Retype, word for word, every line of the records below starting at the one that contains "pub mod config;" and ending at the one that contains "repository 5e967803d12de947"; include both of those lines and nothing more.
START Source data
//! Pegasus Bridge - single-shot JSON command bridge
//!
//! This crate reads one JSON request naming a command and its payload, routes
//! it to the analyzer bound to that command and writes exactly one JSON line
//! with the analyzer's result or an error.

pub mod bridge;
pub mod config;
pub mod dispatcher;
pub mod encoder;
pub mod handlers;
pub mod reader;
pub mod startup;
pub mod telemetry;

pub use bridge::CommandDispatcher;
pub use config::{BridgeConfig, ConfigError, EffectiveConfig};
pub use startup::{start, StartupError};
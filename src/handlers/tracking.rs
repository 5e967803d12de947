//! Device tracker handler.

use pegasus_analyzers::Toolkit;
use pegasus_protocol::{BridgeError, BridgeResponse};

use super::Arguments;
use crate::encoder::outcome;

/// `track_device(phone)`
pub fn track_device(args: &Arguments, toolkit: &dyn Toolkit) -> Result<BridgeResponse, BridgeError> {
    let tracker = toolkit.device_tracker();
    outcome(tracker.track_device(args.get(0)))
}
END Source data
_Response to this task_.
pub mod config;
pub mod dispatcher;
pub mod encoder;
pub mod handlers;
pub mod reader;
pub mod startup;
pub mod telemetry;

pub use bridge::CommandDispatcher;
pub use config::{BridgeConfig, ConfigError, EffectiveConfig};
pub use startup::{start, StartupError};
filename src/handlers/tracking.rs
repository 5e967803d12de947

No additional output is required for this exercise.